» **Work required**
In the listing that follows, how many lines have the word "addr" in them? Give only the number.

» **Input data**

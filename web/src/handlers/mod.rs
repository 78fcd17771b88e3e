//! HTTP handlers shared by the Event Hub services.

pub mod health;

pub use health::{ReadinessCheck, ReadinessReport, health_check, readiness};
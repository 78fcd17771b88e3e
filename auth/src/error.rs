//! Error types for token verification.

use thiserror::Error;

/// Result type alias for authentication operations.
pub type Result<T> = std::result::Result<T, AuthError>;

/// Why a caller could not be authenticated.
///
/// Every variant maps to 401 at the HTTP boundary; role checks happen after
/// authentication and are not represented here.
#[derive(Debug, Error, Clone, PartialEq, Eq)]
pub enum AuthError {
    /// No `Authorization` header was sent.
    #[error("Authorization token is missing")]
    MissingToken,

    /// The header is not of the form `Bearer <token>`.
    #[error("Authorization header must use the Bearer scheme")]
    MalformedHeader,

    /// Signature, issuer, audience or claims did not check out.
    #[error("Invalid token: {reason}")]
    InvalidToken {
        /// What the verifier rejected
        reason: String,
    },

    /// The token's `exp` is in the past.
    #[error("Token has expired")]
    TokenExpired,

    /// A token could not be minted.
    #[error("Failed to issue token: {0}")]
    Issue(String),
}

impl AuthError {
    /// Returns `true` if the caller should simply obtain a fresh token.
    ///
    /// ```
    /// # use event_hub_auth::AuthError;
    /// assert!(AuthError::TokenExpired.is_expired());
    /// assert!(!AuthError::MissingToken.is_expired());
    /// ```
    #[must_use]
    pub const fn is_expired(&self) -> bool {
        matches!(self, Self::TokenExpired)
    }
}

impl From<jsonwebtoken::errors::Error> for AuthError {
    fn from(error: jsonwebtoken::errors::Error) -> Self {
        use jsonwebtoken::errors::ErrorKind;

        match error.kind() {
            ErrorKind::ExpiredSignature => Self::TokenExpired,
            _ => Self::InvalidToken {
                reason: error.to_string(),
            },
        }
    }
}
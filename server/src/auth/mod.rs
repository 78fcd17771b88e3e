//! Caller identity for the HTTP routes.

pub mod middleware;

pub use middleware::{AuthenticatedUser, RequireAdmin, RequireUser};
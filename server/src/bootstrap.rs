//! Startup wiring shared by both binaries.
//!
//! Dependencies are connected with bounded retry; the binaries exit with
//! the last error once attempts run out.

use crate::config::Config;
use crate::server::RouterSettings;
use anyhow::Context;
use event_hub_auth::{JwtConfig, JwtVerifier, TokenVerifier};
use event_hub_core::event_bus::EventBusError;
use event_hub_postgres::{PoolConfig, PostgresEventStore};
use event_hub_redpanda::RedpandaEventBus;
use event_hub_runtime::{RetryPolicy, retry_with_backoff};
use metrics_exporter_prometheus::PrometheusBuilder;
use std::sync::Arc;
use std::time::Duration;
use tracing_subscriber::{EnvFilter, layer::SubscriberExt, util::SubscriberInitExt};

const DEFAULT_LOG_FILTER: &str = "event_hub=info,tower_http=info";

/// Install the `fmt` subscriber, filtered by `RUST_LOG`.
pub fn init_tracing() {
    tracing_subscriber::registry()
        .with(EnvFilter::try_from_default_env().unwrap_or_else(|_| EnvFilter::new(DEFAULT_LOG_FILTER)))
        .with(tracing_subscriber::fmt::layer())
        .init();
}

/// Start the Prometheus exporter when `METRICS_PORT` is set.
///
/// # Errors
///
/// Returns an error if the exporter cannot be installed.
pub fn init_metrics(config: &Config) -> anyhow::Result<()> {
    let Some(addr) = config.metrics_addr() else {
        tracing::debug!("METRICS_PORT not set, metrics exporter disabled");
        return Ok(());
    };

    PrometheusBuilder::new()
        .with_http_listener(addr)
        .install()
        .context("failed to install Prometheus exporter")?;
    tracing::info!(address = %addr, "Prometheus exporter listening");
    Ok(())
}

/// Connect to `PostgreSQL` and run migrations, retrying on failure.
///
/// # Errors
///
/// Returns the last error once all attempts fail.
pub async fn connect_postgres(config: &Config) -> anyhow::Result<PostgresEventStore> {
    let pool = PoolConfig {
        max_connections: config.postgres.max_connections,
        connect_timeout: Duration::from_secs(config.postgres.connect_timeout),
    };

    let settings = &pool;
    let store = retry_with_backoff(RetryPolicy::startup(config.startup_retry_attempts), move || async move {
        let store = PostgresEventStore::connect(&config.postgres.url, settings).await?;
        store.migrate().await?;
        Ok::<_, event_hub_core::event_store::StoreError>(store)
    })
    .await
    .context("PostgreSQL unavailable")?;

    tracing::info!(max_connections = pool.max_connections, "PostgreSQL connected");
    Ok(store)
}

async fn open_bus(config: &Config, consumer_group: Option<&str>) -> Result<RedpandaEventBus, EventBusError> {
    let mut builder = RedpandaEventBus::builder()
        .brokers(config.redpanda.brokers.clone())
        .topic_prefix(config.redpanda.topic_prefix.clone());
    if let Some(group) = consumer_group {
        builder = builder.consumer_group(group);
    }
    let bus = builder.build()?;
    bus.ping().await?;
    Ok(bus)
}

/// Create the Redpanda bus and reach a broker, retrying on failure.
///
/// `consumer_group` is only needed by services that subscribe.
///
/// # Errors
///
/// Returns the last error once all attempts fail.
pub async fn connect_bus(config: &Config, consumer_group: Option<&str>) -> anyhow::Result<RedpandaEventBus> {
    let bus = retry_with_backoff(RetryPolicy::startup(config.startup_retry_attempts), move || {
        open_bus(config, consumer_group)
    })
    .await
    .context("Redpanda unavailable")?;

    tracing::info!(brokers = %config.redpanda.brokers, "Redpanda connected");
    Ok(bus)
}

/// HS256 verifier for the configured issuer and audience.
#[must_use]
pub fn token_verifier(config: &Config) -> Arc<dyn TokenVerifier> {
    Arc::new(JwtVerifier::new(&JwtConfig {
        secret: config.auth.jwt_secret.clone(),
        issuer: config.auth.jwt_issuer.clone(),
        audience: config.auth.jwt_audience.clone(),
    }))
}

/// Router limits from the configuration.
#[must_use]
pub const fn router_settings(config: &Config) -> RouterSettings {
    RouterSettings {
        request_timeout: config.request_timeout(),
        max_in_flight: config.server.max_in_flight,
    }
}

#[cfg(test)]
mod tests {
    use super::*;

    fn config(vars: &'static [(&'static str, &'static str)]) -> Config {
        Config::from_lookup(|key| {
            vars.iter()
                .find(|(k, _)| *k == key)
                .map(|(_, v)| (*v).to_string())
        })
    }

    #[tokio::test]
    async fn unreachable_broker_fails_startup() {
        let config = config(&[
            ("REDPANDA_BROKERS", "127.0.0.1:1"),
            ("STARTUP_RETRY_ATTEMPTS", "1"),
        ]);

        let result = connect_bus(&config, None).await;

        assert!(result.is_err());
    }

    #[test]
    fn router_settings_follow_config() {
        let config = config(&[("REQUEST_TIMEOUT_SECS", "5"), ("MAX_IN_FLIGHT", "7")]);

        let settings = router_settings(&config);

        assert_eq!(settings.request_timeout, Duration::from_secs(5));
        assert_eq!(settings.max_in_flight, 7);
    }
}
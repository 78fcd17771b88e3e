//! Roster records.
//!
//! Each event owns exactly one [`EventApplication`], created alongside the
//! event and removed with it. Attendees are kept in a set so the same email
//! can never appear twice.

use crate::event::EventId;
use serde::{Deserialize, Serialize};
use std::collections::BTreeSet;

/// The set of attendee emails registered for one event.
#[derive(Debug, Clone, PartialEq, Eq, Serialize, Deserialize)]
pub struct EventApplication {
    /// Event this roster belongs to (doubles as the record id)
    pub event_id: EventId,
    /// Registered attendee emails
    #[serde(default)]
    pub attendees: BTreeSet<String>,
}

impl EventApplication {
    /// An empty roster for `event_id`.
    #[must_use]
    pub const fn empty(event_id: EventId) -> Self {
        Self {
            event_id,
            attendees: BTreeSet::new(),
        }
    }

    /// Builds a roster from any list of emails, dropping duplicates.
    #[must_use]
    pub fn with_attendees<I, S>(event_id: EventId, attendees: I) -> Self
    where
        I: IntoIterator<Item = S>,
        S: Into<String>,
    {
        Self {
            event_id,
            attendees: attendees.into_iter().map(Into::into).collect(),
        }
    }

    /// Whether `email` is on the roster.
    #[must_use]
    pub fn contains(&self, email: &str) -> bool {
        self.attendees.contains(email)
    }

    /// Adds `email`; returns false when it was already present.
    pub fn insert(&mut self, email: impl Into<String>) -> bool {
        self.attendees.insert(email.into())
    }

    /// Removes `email`; returns false when it was not present.
    pub fn remove(&mut self, email: &str) -> bool {
        self.attendees.remove(email)
    }

    /// Number of attendees.
    #[must_use]
    pub fn len(&self) -> usize {
        self.attendees.len()
    }

    /// Whether nobody has applied.
    #[must_use]
    pub fn is_empty(&self) -> bool {
        self.attendees.is_empty()
    }

    /// Attendee emails in sorted order.
    #[must_use]
    pub fn emails(&self) -> Vec<String> {
        self.attendees.iter().cloned().collect()
    }
}

/// Outcome of a conditional roster mutation.
#[derive(Debug, Clone, Copy, PartialEq, Eq)]
pub enum RosterWrite {
    /// The roster was modified
    Changed,
    /// The roster already had the requested shape (duplicate add, absent remove)
    Unchanged,
    /// No roster exists for the event
    Missing,
}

» **Answer to this exercise**
3